I wrote this elaborate comment about the Dharma Food Drops and how they’re an example of the worst sort of writing that constricts the size of the universe. It also lacks the trap-door plot connections that make most of the unanswered mysteries easy to explain away on one’s own.
Then I decided that post-show Hurley, as the future protector of the Island and wielder of its immense powers, somehow manipulated the space-time continuum so that a hungry Hurley in the past would be regularly supplied with lots of food.
Motherfucker loves to eat.
Because it was a mystery that never had an answer and they awkwardly failed to tie into something more nebulous?
One reason why most of the unanswered questions are okay with me is because the writers often had the foresight to connect them with multiple facets of the unspooling plot.
Example:
When Ben shows Locke the magical Box that creates things, the writers provide themselves with a nice little trap-door by tying it to Ben Linus specifically. Sure, they could pick up the thread later and use the magical Box if it helped move along the plot in a direction they liked… but they don’t lose anything by just casting it aside. After all, that Ben is really quite a liar, right?
The supply drops fail because there’s it’s too simple. Planes aren’t magic, someone had to fill that with supplies and dump it over the Island. It wasn’t a wizard or a dragon. It also manages, through its banal practicality, to strip away the eerie atmosphere of isolation surrounding these decayed ruins of a research station.
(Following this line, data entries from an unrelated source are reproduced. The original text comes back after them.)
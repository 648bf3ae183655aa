//! # Managed ACL Store

use std::path::Path;
use std::sync::{Mutex, RwLock};

use serde::{Deserialize, Serialize};

use super::model::{AccessControlList, ManagedAcl, ManagedAclId};
use crate::persistence::{JsonFile, PersistenceError, PersistenceResult};

/// Durable storage of managed ACLs, scoped by organization
pub trait ManagedAclStore: Send + Sync + std::fmt::Debug {
    /// All ACLs of an organization, ordered by name
    fn get_acls(&self, organization: &str) -> PersistenceResult<Vec<ManagedAcl>>;

    fn get_acl(&self, organization: &str, id: ManagedAclId) -> PersistenceResult<Option<ManagedAcl>>;

    /// `None` when the organization already has an ACL with this name
    fn create_acl(
        &self,
        organization: &str,
        name: &str,
        acl: &AccessControlList,
    ) -> PersistenceResult<Option<ManagedAcl>>;

    /// `false` when the ACL does not exist or the new name is taken
    fn update_acl(&self, acl: &ManagedAcl) -> PersistenceResult<bool>;

    /// `false` when the ACL does not exist
    fn delete_acl(&self, organization: &str, id: ManagedAclId) -> PersistenceResult<bool>;
}

#[derive(Debug, Clone, Default, PartialEq, Serialize, Deserialize)]
struct AclDocument {
    last_id: ManagedAclId,
    acls: Vec<ManagedAcl>,
}

impl AclDocument {
    fn list(&self, organization: &str) -> Vec<ManagedAcl> {
        let mut acls: Vec<_> = self
            .acls
            .iter()
            .filter(|a| a.organization == organization)
            .cloned()
            .collect();
        acls.sort_by(|a, b| a.name.cmp(&b.name).then(a.id.cmp(&b.id)));
        acls
    }

    fn get(&self, organization: &str, id: ManagedAclId) -> Option<ManagedAcl> {
        self.acls
            .iter()
            .find(|a| a.id == id && a.organization == organization)
            .cloned()
    }

    fn name_taken(&self, organization: &str, name: &str, except: Option<ManagedAclId>) -> bool {
        self.acls.iter().any(|a| {
            a.organization == organization && a.name == name && Some(a.id) != except
        })
    }

    fn create(&mut self, organization: &str, name: &str, acl: &AccessControlList) -> Option<ManagedAcl> {
        if self.name_taken(organization, name, None) {
            return None;
        }
        self.last_id += 1;
        let created = ManagedAcl {
            id: self.last_id,
            organization: organization.to_string(),
            name: name.to_string(),
            acl: acl.clone(),
        };
        self.acls.push(created.clone());
        Some(created)
    }

    fn update(&mut self, acl: &ManagedAcl) -> bool {
        if self.name_taken(&acl.organization, &acl.name, Some(acl.id)) {
            return false;
        }
        match self
            .acls
            .iter_mut()
            .find(|a| a.id == acl.id && a.organization == acl.organization)
        {
            Some(existing) => {
                *existing = acl.clone();
                true
            }
            None => false,
        }
    }

    fn delete(&mut self, organization: &str, id: ManagedAclId) -> bool {
        let before = self.acls.len();
        self.acls
            .retain(|a| !(a.id == id && a.organization == organization));
        self.acls.len() != before
    }
}

/// Managed ACL store backed by one JSON document
#[derive(Debug)]
pub struct FileAclStore {
    file: JsonFile<AclDocument>,
    doc: Mutex<AclDocument>,
}

impl FileAclStore {
    pub fn open(path: impl AsRef<Path>) -> PersistenceResult<Self> {
        let file = JsonFile::new(path);
        let doc = file.load()?;
        Ok(Self {
            file,
            doc: Mutex::new(doc),
        })
    }

    fn read<R>(&self, f: impl FnOnce(&AclDocument) -> R) -> PersistenceResult<R> {
        let doc = self.doc.lock().map_err(|_| PersistenceError::Poisoned("acls"))?;
        Ok(f(&doc))
    }

    /// Apply `f` to a copy and publish it once saved
    fn mutate<R>(&self, f: impl FnOnce(&mut AclDocument) -> R) -> PersistenceResult<R> {
        let mut doc = self.doc.lock().map_err(|_| PersistenceError::Poisoned("acls"))?;
        let mut next = doc.clone();
        let result = f(&mut next);
        if next != *doc {
            self.file.save(&next)?;
            *doc = next;
        }
        Ok(result)
    }
}

impl ManagedAclStore for FileAclStore {
    fn get_acls(&self, organization: &str) -> PersistenceResult<Vec<ManagedAcl>> {
        self.read(|doc| doc.list(organization))
    }

    fn get_acl(&self, organization: &str, id: ManagedAclId) -> PersistenceResult<Option<ManagedAcl>> {
        self.read(|doc| doc.get(organization, id))
    }

    fn create_acl(
        &self,
        organization: &str,
        name: &str,
        acl: &AccessControlList,
    ) -> PersistenceResult<Option<ManagedAcl>> {
        self.mutate(|doc| doc.create(organization, name, acl))
    }

    fn update_acl(&self, acl: &ManagedAcl) -> PersistenceResult<bool> {
        self.mutate(|doc| doc.update(acl))
    }

    fn delete_acl(&self, organization: &str, id: ManagedAclId) -> PersistenceResult<bool> {
        self.mutate(|doc| doc.delete(organization, id))
    }
}

/// In-memory managed ACL store
#[derive(Debug, Default)]
pub struct MemAclStore {
    doc: RwLock<AclDocument>,
}

impl MemAclStore {
    pub fn new() -> Self {
        Self::default()
    }
}

impl ManagedAclStore for MemAclStore {
    fn get_acls(&self, organization: &str) -> PersistenceResult<Vec<ManagedAcl>> {
        let doc = self.doc.read().map_err(|_| PersistenceError::Poisoned("acls"))?;
        Ok(doc.list(organization))
    }

    fn get_acl(&self, organization: &str, id: ManagedAclId) -> PersistenceResult<Option<ManagedAcl>> {
        let doc = self.doc.read().map_err(|_| PersistenceError::Poisoned("acls"))?;
        Ok(doc.get(organization, id))
    }

    fn create_acl(
        &self,
        organization: &str,
        name: &str,
        acl: &AccessControlList,
    ) -> PersistenceResult<Option<ManagedAcl>> {
        let mut doc = self.doc.write().map_err(|_| PersistenceError::Poisoned("acls"))?;
        Ok(doc.create(organization, name, acl))
    }

    fn update_acl(&self, acl: &ManagedAcl) -> PersistenceResult<bool> {
        let mut doc = self.doc.write().map_err(|_| PersistenceError::Poisoned("acls"))?;
        Ok(doc.update(acl))
    }

    fn delete_acl(&self, organization: &str, id: ManagedAclId) -> PersistenceResult<bool> {
        let mut doc = self.doc.write().map_err(|_| PersistenceError::Poisoned("acls"))?;
        Ok(doc.delete(organization, id))
    }
}

#[cfg(test)]
mod tests {
    use super::*;
    use crate::acl::model::AccessControlEntry;
    use tempfile::TempDir;

    fn public() -> AccessControlList {
        AccessControlList::default().with_entry(AccessControlEntry::new("ROLE_ANONYMOUS", "read", true))
    }

    #[test]
    fn test_create_rejects_duplicate_name_per_organization() {
        let store = MemAclStore::new();

        let first = store.create_acl("o1", "public", &public()).unwrap().unwrap();
        assert_eq!(first.id, 1);
        assert!(store.create_acl("o1", "public", &public()).unwrap().is_none());
        assert!(store.create_acl("o2", "public", &public()).unwrap().is_some());
        assert_eq!(store.get_acls("o1").unwrap().len(), 1);
    }

    #[test]
    fn test_organization_isolation() {
        let store = MemAclStore::new();
        let acl = store.create_acl("o1", "public", &public()).unwrap().unwrap();

        assert!(store.get_acl("o2", acl.id).unwrap().is_none());
        assert!(!store.delete_acl("o2", acl.id).unwrap());
        assert!(store.delete_acl("o1", acl.id).unwrap());
        assert!(!store.delete_acl("o1", acl.id).unwrap());
    }

    #[test]
    fn test_update_rename_conflict() {
        let store = MemAclStore::new();
        store.create_acl("o1", "a", &public()).unwrap();
        let mut b = store.create_acl("o1", "b", &public()).unwrap().unwrap();

        b.name = "a".into();
        assert!(!store.update_acl(&b).unwrap());
        b.name = "c".into();
        assert!(store.update_acl(&b).unwrap());
        assert_eq!(store.get_acl("o1", b.id).unwrap().unwrap().name, "c");
    }

    #[test]
    fn test_file_store_survives_reopen() {
        let temp = TempDir::new().unwrap();
        let path = temp.path().join("acls.json");

        let created = {
            let store = FileAclStore::open(&path).unwrap();
            store.create_acl("o1", "public", &public()).unwrap().unwrap()
        };

        let store = FileAclStore::open(&path).unwrap();
        assert_eq!(store.get_acl("o1", created.id).unwrap(), Some(created));
        // Ids keep increasing after reopen
        let next = store.create_acl("o1", "private", &AccessControlList::default()).unwrap().unwrap();
        assert_eq!(next.id, 2);
    }
}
Ben takes Locke to an underground system of hallways and claims there’s a special box that would take the innermost desires of a chosen few and manifest them to the Island. He brings Locke to a small, box-like room where Anthony Cooper is tied to a chair. Groundwork for something mystical or strange further down the line if the writers need it.
But since we’ve seen that Ben’s deceptive as hell and that the Others have commandeered ways of traveling back and forth from the Island to the rest of the planet, it’s easily concluded to be another lie/rhetorical flourish on the part of Ben to easily manipulate a very easily manipulated Locke.
It’s a pointless moment in the long run… but a good example of how to properly set up a mystery in a serial narrative.
WOW. I totally forgot that episode.
That’s the kind of shit that made me so mad about this season. Not that I neeeeed these mysteries answered, but a combination of two things:
1. Disdain towards the writers who I, perhaps mistakenly, expect some aspect of foresight in terms of what they’re putting out there that they have to finish later.
2. The promise are far, far more interesting things, unrealized.